SAN FRANCISCO—Voters in this famously progressive city appear poised to pass a pair of law-and-order ballot measures Tuesday that would represent a turn to the political center amid mounting frustration with public drug use, homelessness and property crime.
Proposition F would mandate drug screening for recipients of public benefits, while Proposition E would expand police surveillance tools and reduce oversight of the force.
A recent poll conducted by San Francisco’s Chamber of Commerce found 61% of likely voters support the two ballot measures and 72% believe San Francisco is on the wrong track. The business group supports Proposition E and hasn’t taken a position on F.
“The pendulum is swinging,” said Malcolm Weitz, a 41-year-old San Francisco native who plans to vote “yes” on both. “It’s coming hard-core back to the center.”
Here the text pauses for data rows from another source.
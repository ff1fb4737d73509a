use serde::Serialize;

use super::{ProjectRef, Resolved};
use crate::client::{CentralClient, ClientError, Found};
use crate::models::*;

/// A single message with its project link.
#[derive(Debug, Clone, Serialize)]
pub struct MessageView {
    pub message: Message,
    pub project: Option<ProjectRef>,
    pub people: Vec<Member>,
}

/// Fetch order: user directory, the message, its project.
pub async fn assemble(
    client: &CentralClient,
    message_id: PostId,
) -> Result<Resolved<MessageView>, ClientError> {
    let users = client.list_users().await?;
    let Some(message) = client.get_message(message_id).await.found()? else {
        return Ok(Resolved::Missing);
    };
    let project = match message.project() {
        Some(id) => client.get_project(id).await.found()?,
        None => None,
    };

    Ok(Resolved::View(MessageView {
        message,
        project: project.as_ref().map(ProjectRef::from),
        people: users
            .iter()
            .map(|user| Member::from_user(user, AvatarSize::Small))
            .collect(),
    }))
}
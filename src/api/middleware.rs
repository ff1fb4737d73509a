//! Request authentication for the sandbox host.

use axum::{
    body::Body,
    extract::State,
    http::{header, Request, StatusCode},
    middleware::Next,
    response::{IntoResponse, Response},
    Json,
};
use serde_json::json;

use crate::db::{Database, UserRecord};

/// The directory user a request is authenticated as, if any.
#[derive(Debug, Clone)]
pub struct CurrentUser(pub Option<UserRecord>);

/// Resolves `Authorization: Bearer <token>` to a directory user.
///
/// Requests without the header pass through anonymously. A header naming no
/// known user is rejected outright, the way the host rejects bad
/// application passwords.
pub async fn auth_middleware(
    State(db): State<Database>,
    mut request: Request<Body>,
    next: Next,
) -> Response {
    let header = request
        .headers()
        .get(header::AUTHORIZATION)
        .and_then(|h| h.to_str().ok())
        .map(str::to_string);

    let user = match header {
        None => None,
        Some(value) => {
            let Some(token) = value.strip_prefix("Bearer ") else {
                tracing::warn!("Unsupported Authorization scheme");
                return unauthorized("Only bearer tokens are accepted by the sandbox.");
            };
            match db.user_by_token(token.trim()) {
                Ok(Some(user)) => Some(user),
                Ok(None) => {
                    tracing::warn!("Unknown bearer token");
                    return unauthorized("The provided token is invalid.");
                }
                Err(e) => {
                    tracing::error!("Token lookup failed: {}", e);
                    return StatusCode::INTERNAL_SERVER_ERROR.into_response();
                }
            }
        }
    };

    request.extensions_mut().insert(CurrentUser(user));
    next.run(request).await
}

fn unauthorized(message: &str) -> Response {
    (
        StatusCode::UNAUTHORIZED,
        Json(json!({
            "code": "invalid_token",
            "message": message,
            "data": {"status": 401}
        })),
    )
        .into_response()
}
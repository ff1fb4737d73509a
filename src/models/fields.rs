//! Wire encodings used by the host's custom-fields (`acf`) map.
//!
//! The stored schema predates this crate and has a few quirks that must be
//! reproduced exactly at the boundary:
//!
//! - completion is a set holding the flag `"Done"`, or an empty set;
//! - due dates are `YYYYMMDD` strings written *without* zero padding
//!   (2024-03-05 is `"202435"`);
//! - ids arrive as numbers, numeric strings, `""`, `false` or `null`;
//! - a post with no field values may carry `"acf": []` instead of an object.

use chrono::{Datelike, NaiveDate};
use serde::de::DeserializeOwned;
use serde::{Deserialize, Deserializer, Serialize, Serializer};
use serde_json::Value;
use thiserror::Error;

/// The single flag stored in `task_complete` when a todo is done.
pub const DONE_FLAG: &str = "Done";

/// A `{ "rendered": ... }` wrapper as returned for titles and content.
#[derive(Debug, Clone, Default, PartialEq, Eq, Serialize, Deserialize)]
pub struct Rendered {
    #[serde(default)]
    pub rendered: String,
}

impl Rendered {
    pub fn new(text: impl Into<String>) -> Self {
        Self {
            rendered: text.into(),
        }
    }
}

/// Encodes a completion state as the stored flag set.
pub fn encode_completion(done: bool) -> Vec<String> {
    if done {
        vec![DONE_FLAG.to_string()]
    } else {
        Vec::new()
    }
}

/// Decodes a stored flag set. Only the first element is inspected.
pub fn decode_completion(value: &Value) -> bool {
    match value {
        Value::Array(flags) => flags.first().and_then(Value::as_str) == Some(DONE_FLAG),
        _ => false,
    }
}

/// `#[serde(with = "completion")]` for a `bool` stored as a flag set.
pub mod completion {
    use super::*;

    pub fn serialize<S: Serializer>(done: &bool, serializer: S) -> Result<S::Ok, S::Error> {
        encode_completion(*done).serialize(serializer)
    }

    pub fn deserialize<'de, D: Deserializer<'de>>(deserializer: D) -> Result<bool, D::Error> {
        let value = Option::<Value>::deserialize(deserializer)?;
        Ok(value.as_ref().map(decode_completion).unwrap_or(false))
    }

    /// Serializer for optional completion in partial payloads.
    pub fn serialize_opt<S: Serializer>(
        done: &Option<bool>,
        serializer: S,
    ) -> Result<S::Ok, S::Error> {
        match done {
            Some(done) => serialize(done, serializer),
            None => serializer.serialize_none(),
        }
    }
}

/// Errors decoding a stored due date.
#[derive(Debug, Error, PartialEq, Eq)]
pub enum DateError {
    #[error("due date `{0}` is not a YYYYMMDD digit string")]
    Malformed(String),
    #[error("due date `{0}` does not name a calendar day")]
    NoSuchDay(String),
}

/// Encodes a due date the way the stored schema expects: year, month and day
/// concatenated without padding.
pub fn encode_due_date(date: NaiveDate) -> String {
    format!("{}{}{}", date.year(), date.month(), date.day())
}

/// Decodes a due date written by [`encode_due_date`] or a zero-padded
/// `YYYYMMDD` string.
///
/// Seven-digit values are ambiguous when both a one- and a two-digit month
/// parse (e.g. `2024111` is November 1 or January 11). The two-digit month is
/// read first, as the widgets that display the date do. Components
/// other than a padded month/day pair never start with `0`.
pub fn decode_due_date(raw: &str) -> Result<NaiveDate, DateError> {
    let malformed = || DateError::Malformed(raw.to_string());
    if !(6..=8).contains(&raw.len()) || !raw.bytes().all(|b| b.is_ascii_digit()) {
        return Err(malformed());
    }

    let (year, rest) = raw.split_at(4);
    let year: i32 = year.parse().map_err(|_| malformed())?;

    let splits: &[usize] = match rest.len() {
        2 => &[1],
        3 => &[2, 1],
        _ => &[2],
    };

    for &at in splits {
        let (month, day) = rest.split_at(at);
        let padded = rest.len() == 4;
        if !padded && (month.starts_with('0') || day.starts_with('0')) {
            continue;
        }
        let (Ok(month), Ok(day)) = (month.parse::<u32>(), day.parse::<u32>()) else {
            continue;
        };
        if let Some(date) = NaiveDate::from_ymd_opt(year, month, day) {
            return Ok(date);
        }
    }

    Err(DateError::NoSuchDay(raw.to_string()))
}

/// `#[serde(with = "due_date")]` for an optional due date.
pub mod due_date {
    use super::*;

    pub fn serialize<S: Serializer>(
        date: &Option<NaiveDate>,
        serializer: S,
    ) -> Result<S::Ok, S::Error> {
        match date {
            Some(date) => serializer.serialize_str(&encode_due_date(*date)),
            None => serializer.serialize_none(),
        }
    }

    /// Empty and missing values decode to `None`. Undecodable values are
    /// logged and dropped so one bad record does not fail a whole collection.
    pub fn deserialize<'de, D: Deserializer<'de>>(
        deserializer: D,
    ) -> Result<Option<NaiveDate>, D::Error> {
        let raw = match Option::<Value>::deserialize(deserializer)? {
            Some(Value::String(s)) => s,
            Some(Value::Number(n)) => n.to_string(),
            _ => return Ok(None),
        };
        if raw.is_empty() {
            return Ok(None);
        }
        match decode_due_date(&raw) {
            Ok(date) => Ok(Some(date)),
            Err(e) => {
                tracing::warn!("Ignoring stored due date: {}", e);
                Ok(None)
            }
        }
    }
}

fn id_from_value(value: &Value) -> Option<u64> {
    match value {
        Value::Number(n) => n.as_u64(),
        Value::String(s) => s.trim().parse().ok(),
        _ => None,
    }
    .filter(|id| *id > 0)
}

/// Lenient optional id: numbers and numeric strings; `0`, `""`, `false` and
/// `null` mean absent.
pub fn opt_id<'de, D: Deserializer<'de>>(deserializer: D) -> Result<Option<u64>, D::Error> {
    let value = Option::<Value>::deserialize(deserializer)?;
    Ok(value.as_ref().and_then(id_from_value))
}

/// Lenient id list; `null` and `false` mean empty. Unparsable entries are skipped.
pub fn id_list<'de, D: Deserializer<'de>>(deserializer: D) -> Result<Vec<u64>, D::Error> {
    let value = Option::<Value>::deserialize(deserializer)?;
    Ok(match value {
        Some(Value::Array(items)) => items.iter().filter_map(id_from_value).collect(),
        Some(single) => id_from_value(&single).into_iter().collect(),
        None => Vec::new(),
    })
}

/// A custom-fields map that may arrive as `[]` when the entry has no values.
pub fn acf_map<'de, D, T>(deserializer: D) -> Result<T, D::Error>
where
    D: Deserializer<'de>,
    T: DeserializeOwned + Default,
{
    match Option::<Value>::deserialize(deserializer)? {
        Some(value @ Value::Object(_)) => {
            serde_json::from_value(value).map_err(serde::de::Error::custom)
        }
        _ => Ok(T::default()),
    }
}
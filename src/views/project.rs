use serde::Serialize;

use super::{join, Resolved};
use crate::client::{CentralClient, ClientError, Found};
use crate::models::*;
use crate::registry::ResourceType;

/// A project's landing page.
#[derive(Debug, Clone, Serialize)]
pub struct ProjectView {
    pub project: Project,
    pub members: Vec<Member>,
    /// Message board of the project.
    pub board_link: String,
    /// All todo lists of the project.
    pub todos_link: String,
}

/// Fetch order: project, user directory.
pub async fn assemble(
    client: &CentralClient,
    project_id: PostId,
) -> Result<Resolved<ProjectView>, ClientError> {
    let Some(project) = client.get_project(project_id).await.found()? else {
        return Ok(Resolved::Missing);
    };
    let users = client.list_users().await?;

    Ok(Resolved::View(ProjectView {
        members: join::members(project.members(), &users, AvatarSize::Large),
        board_link: archive_link(ResourceType::Message, project.id),
        todos_link: archive_link(ResourceType::Todo, project.id),
        project,
    }))
}

/// `/<rewrite-slug>/?project=<id>` for a post type's per-project archive.
fn archive_link(post_type: ResourceType, project: PostId) -> String {
    let slug = post_type.schema().rewrite_slug.unwrap_or_default();
    format!("/{}/?project={}", slug, project)
}
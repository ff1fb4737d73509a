use serde::Serialize;

use super::{join, Resolved};
use crate::client::{CentralClient, ClientError, Found};
use crate::models::*;

/// All todo lists of a project.
#[derive(Debug, Clone, Serialize)]
pub struct ListsView {
    pub project: Project,
    pub lists: Vec<ListSummary>,
    /// Members, offered as assignees when adding todos.
    pub members: Vec<Member>,
}

/// One todo list with the project's open and done todo counts in it.
#[derive(Debug, Clone, Serialize)]
pub struct ListSummary {
    pub list: Category,
    pub open: usize,
    pub done: usize,
}

/// Fetch order: project, its todo lists, todos, user directory.
///
/// A missing project id (no `?project=` in the page URL) or an unknown
/// project resolves to [`Resolved::Missing`].
pub async fn assemble(
    client: &CentralClient,
    project_id: Option<PostId>,
) -> Result<Resolved<ListsView>, ClientError> {
    let Some(project_id) = project_id else {
        return Ok(Resolved::Missing);
    };
    let Some(project) = client.get_project(project_id).await.found()? else {
        return Ok(Resolved::Missing);
    };

    let categories = match project.root_list() {
        Some(root) => client.list_todo_categories(root).await?,
        None => Vec::new(),
    };
    let lists = join::lists_of(&project, categories);
    let todos = client.list_todos().await?;
    let users = client.list_users().await?;

    let lists = lists
        .into_iter()
        .map(|list| {
            let (open, done) = join::progress(project.id, list.id, &todos);
            ListSummary { list, open, done }
        })
        .collect();

    Ok(Resolved::View(ListsView {
        members: join::members(project.members(), &users, AvatarSize::Small),
        lists,
        project,
    }))
}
Weitz, who runs a cannabis store, said he voted for former district attorney Chesa Boudin, the face of the progressive prosecutor movement, in 2019 but then voted to remove him in a successful recall in 2022. Boudin’s ouster, as well as the recall that same year of three school board members whom critics accused of giving priority to social-justice issues over postpandemic campus reopenings, were the first signs San Francisco voters were starting to fall out of love with the left.
Up and down the West Coast, Democratic leaders are trying to curtail an explosion of public drug use and overdoses by reining in permissive policies. In Oregon, state lawmakers are pushing to reverse the decriminalization of hard drugs that voters passed in 2020. In Seattle, the City Council passed a law to prosecute public drug use.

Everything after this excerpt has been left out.